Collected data
impl Value {
    // ========================================================================
    // Constructors
    // ========================================================================

    /// The null value
    #[inline]
    pub const fn null() -> Self {
        Value(BITS_NULL)
    }

    /// A boolean value
    #[inline]
    pub const fn boolean(b: bool) -> Self {
        Value(if b { BITS_TRUE } else { BITS_FALSE })
    }

    /// The canonical NaN
    #[inline]
    pub const fn nan() -> Self {
        Value(BITS_NAN)
    }

    /// An immediate integer
    ///
    /// Truncates silently to 48 bits; use [`Value::number`] for the
    /// range-checked constructor that promotes to a double.
    #[inline]
    pub const fn integer(value: i64) -> Self {
        Value(SIGNATURE_INTEGER | (value as u64 & MASK_PAYLOAD))
    }

    /// An immediate double
    ///
    /// Any NaN input collapses to the canonical NaN so that no pointer-lookalike
    /// bit pattern can enter through arithmetic. Infinities are stored directly.
    #[inline]
    pub fn double(value: f64) -> Self {
        if value.is_nan() {
            Value(BITS_NAN)
        } else {
            Value(value.to_bits())
        }
    }

    /// A number from an i64, promoting to a double outside the safe range
    #[inline]
    pub fn number(value: i64) -> Self {
        if value > MAX_INT || value < MIN_INT {
            Value::double(value as f64)
        } else {
            Value::integer(value)
        }
    }

    /// A symbol from its 48-bit hash payload
    #[inline]
    pub const fn symbol(hash: u64) -> Self {
        Value(SIGNATURE_SYMBOL | (hash & MASK_PAYLOAD))
    }

    /// A heap handle
    #[inline]
    pub const fn cell(cell: CellRef) -> Self {
        Value(SIGNATURE_POINTER | (cell.raw() & MASK_PAYLOAD))
    }

    /// An immediate string of at most 6 bytes
    ///
    /// Returns `None` when the byte sequence is too long; the caller falls
    /// back to a heap string.
    pub fn immediate_string(bytes: &[u8]) -> Option<Self> {
        match bytes.len() {
            PSTRING_LEN => {
                let mut bits = SIGNATURE_PSTRING;
                for (i, &b) in bytes.iter().enumerate() {
                    bits |= (b as u64) << pstring_shift(i);
                }
                Some(Value(bits))
            }
            len if len <= MAX_ISTRING_LEN => {
                let mut bits = SIGNATURE_ISTRING | ((len as u64) << 40);
                for (i, &b) in bytes.iter().enumerate() {
                    bits |= (b as u64) << istring_shift(i);
                }
                Some(Value(bits))
            }
            _ => None,
        }
    }

    // ========================================================================
    // Predicates
    // ========================================================================

    /// Check for null
    #[inline]
    pub const fn is_null(self) -> bool {
        self.0 == BITS_NULL
    }

    /// Check for false
    #[inline]
    pub const fn is_false(self) -> bool {
        self.0 == BITS_FALSE
    }

    /// Check for true
    #[inline]
    pub const fn is_true(self) -> bool {
        self.0 == BITS_TRUE
    }

    /// Check for a boolean
    #[inline]
    pub const fn is_boolean(self) -> bool {
        self.is_false() || self.is_true()
    }

    /// Check for a double
    ///
    /// True for finite values, both infinities and the canonical NaN.
    #[inline]
    pub const fn is_double(self) -> bool {
        // Finite, infinite (exponent saturated but mantissa clear), or the
        // canonical NaN. Every boxed value carries the quiet bit plus extra
        // payload, so it fails all three arms.
        (self.0 & MASK_EXPONENT) != MASK_EXPONENT
            || (self.0 & !MASK_SIGN) == MASK_EXPONENT
            || self.0 == BITS_NAN
    }

    /// Check for the canonical NaN
    #[inline]
    pub const fn is_nan(self) -> bool {
        self.0 == BITS_NAN
    }

    /// Check for an immediate integer
    #[inline]
    pub const fn is_integer(self) -> bool {
        (self.0 & MASK_SIGNATURE) == SIGNATURE_INTEGER
    }

    /// Check for any numeric value
    #[inline]
    pub const fn is_numeric(self) -> bool {
        self.is_integer() || self.is_double()
    }

    /// Check for a symbol
    #[inline]
    pub const fn is_symbol(self) -> bool {
        (self.0 & MASK_SIGNATURE) == SIGNATURE_SYMBOL
    }

    /// Check for a packed string
    #[inline]
    pub const fn is_pstring(self) -> bool {
        (self.0 & MASK_SIGNATURE) == SIGNATURE_PSTRING
    }

    /// Check for an inline string
    #[inline]
    pub const fn is_istring(self) -> bool {
        (self.0 & MASK_SIGNATURE) == SIGNATURE_ISTRING
    }

    /// Check for either immediate string form
    #[inline]
    pub const fn is_immediate_string(self) -> bool {
        self.is_pstring() || self.is_istring()
    }

    /// Check for a heap handle
    #[inline]
    pub const fn is_cell(self) -> bool {
        (self.0 & MASK_SIGNATURE) == SIGNATURE_POINTER
    }

    // ========================================================================
    // Extractors
    // ========================================================================

    /// Extract an integer
    ///
    /// Callers must establish `is_integer` first; the payload is
    /// sign-extended from bit 47.
    #[inline]
    pub const fn as_integer(self) -> i64 {
        let payload = self.0 & MASK_PAYLOAD;
        if payload & MASK_INT_SIGN != 0 {
            (payload | MASK_SIGNATURE) as i64
        } else {
            payload as i64
        }
    }

    /// Extract a double; callers must establish `is_double` first
    #[inline]
    pub fn as_double(self) -> f64 {
        f64::from_bits(self.0)
    }

    /// Extract a boolean; callers must establish `is_boolean` first
    #[inline]
    pub const fn as_boolean(self) -> bool {
        self.0 == BITS_TRUE
    }

    /// Extract a symbol hash; callers must establish `is_symbol` first
    #[inline]
    pub const fn as_symbol(self) -> u64 {
        self.0 & MASK_PAYLOAD
    }

    /// Extract a heap handle; callers must establish `is_cell` first
    #[inline]
    pub const fn as_cell(self) -> CellRef {
        CellRef::new(self.0 & MASK_PAYLOAD)
    }

    /// Extract any numeric value as a double
    ///
    /// Returns the canonical NaN for non-numeric values.
    #[inline]
    pub fn to_double(self) -> f64 {
        if self.is_integer() {
            self.as_integer() as f64
        } else if self.is_double() {
            self.as_double()
        } else {
            f64::NAN
        }
    }

    /// Extract any numeric value as an i64 (truncating doubles toward zero)
    ///
    /// Returns 0 for non-numeric values.
    #[inline]
    pub fn to_int(self) -> i64 {
        if self.is_integer() {
            self.as_integer()
        } else if self.is_double() {
            let d = self.as_double();
            if d.is_finite() {
                d as i64
            } else {
                0
            }
        } else {
            0
        }
    }

    /// Extract any numeric value as an i32 for shift/bitwise operations
    #[inline]
    pub fn to_int32(self) -> i32 {
        self.to_int() as i32
    }

    /// Byte length of an immediate string
    #[inline]
    pub const fn immediate_string_len(self) -> usize {
        if self.is_pstring() {
            PSTRING_LEN
        } else if self.is_istring() {
            ((self.0 >> 40) & 0xFF) as usize
        } else {
            0
        }
    }

    /// Borrow the bytes of an immediate string from the value itself
    ///
    /// The payload is packed so the bytes are contiguous and in order at a
    /// fixed offset inside the word, which makes this borrow possible for
    /// both short-string forms.
    pub fn immediate_string_bytes(&self) -> Option<&[u8]> {
        let len = if self.is_pstring() {
            PSTRING_LEN
        } else if self.is_istring() {
            self.immediate_string_len()
        } else {
            return None;
        };

        #[cfg(target_endian = "little")]
        let start = 0usize;
        #[cfg(target_endian = "big")]
        let start = if self.is_pstring() { 2 } else { 3 };

        let base = self as *const Value as *const u8;
        // The slice stays within the 8 bytes of `self` for every valid length.
        Some(unsafe { std::slice::from_raw_parts(base.add(start), len) })
    }

    /// Raw bit pattern
    #[inline]
    pub const fn raw(self) -> u64 {
        self.0
    }

    /// Rebuild a value from a raw bit pattern
    #[inline]
    pub const fn from_raw(bits: u64) -> Self {
        Value(bits)
    }

    // ========================================================================
    // Semantics
    // ========================================================================

    /// Truthiness of immediate values
    ///
    /// False for: false, null, integer zero, ±0.0 and NaN. Heap handles are
    /// truthy here; the machine layers the finished-generator case on top.
    pub fn is_truthy_immediate(self) -> bool {
        if self.is_false() || self.is_null() {
            false
        } else if self.is_integer() {
            self.as_integer() != 0
        } else if self.is_double() {
            let d = self.as_double();
            !(d == 0.0 || d.is_nan())
        } else {
            true
        }
    }

    /// Numeric-aware equality
    ///
    /// Mixed int/double operands compare as doubles; NaN is unequal to
    /// everything including itself and signed zeros are equal. Everything
    /// else compares bitwise.
    pub fn strict_equals(self, other: Value) -> bool {
        if self.is_numeric() && other.is_numeric() {
            if self.is_integer() && other.is_integer() {
                self.as_integer() == other.as_integer()
            } else {
                self.to_double() == other.to_double()
            }
        } else {
            self.0 == other.0
        }
    }

    /// Type name of the immediate kind (heap handles report "pointer")
    pub const fn immediate_type_name(self) -> &'static str {
        if self.is_cell() {
            "pointer"
        } else if self.is_double() {
            "float"
        } else if self.is_integer() {
            "integer"
        } else if self.is_null() {
            "null"
        } else if self.is_immediate_string() {
            "string"
        } else if self.is_boolean() {
            "boolean"
        } else if self.is_symbol() {
            "symbol"
        } else {
            "unknown"
        }
    }
}

#[cfg(target_endian = "little")]
#[inline]
const fn pstring_shift(i: usize) -> u64 {
    (8 * i) as u64
}

#[cfg(target_endian = "big")]
#[inline]
const fn pstring_shift(i: usize) -> u64 {
    (8 * (5 - i)) as u64
}

#[cfg(target_endian = "little")]
#[inline]
const fn istring_shift(i: usize) -> u64 {
    (8 * i) as u64
}

#[cfg(target_endian = "big")]
#[inline]
const fn istring_shift(i: usize) -> u64 {
    (8 * (4 - i)) as u64
}

// ============================================================================
// Numeric operations
// ============================================================================

/// Add two numeric values
///
/// Int + int stays an int while the result fits the safe range; any other
/// numeric pairing promotes to a double. Non-numeric operands yield `None`.
pub fn add(left: Value, right: Value) -> Option<Value> {
    binary_numeric(left, right, i64::checked_add, |a, b| a + b)
}

/// Subtract two numeric values
pub fn sub(left: Value, right: Value) -> Option<Value> {
    binary_numeric(left, right, i64::checked_sub, |a, b| a - b)
}

/// Multiply two numeric values
pub fn mul(left: Value, right: Value) -> Option<Value> {
    binary_numeric(left, right, i64::checked_mul, |a, b| a * b)
}

/// Divide two numeric values; division always promotes to a double
pub fn div(left: Value, right: Value) -> Option<Value> {
    if !left.is_numeric() || !right.is_numeric() {
        return None;
    }
    Some(Value::double(left.to_double() / right.to_double()))
}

* _TASK DETAILS_
Search the lines above for the string "length", then show every one that has it.

* _ANSWER TO THIS TASK_
    /// Byte length of an immediate string
        // The slice stays within the 8 bytes of `self` for every valid length.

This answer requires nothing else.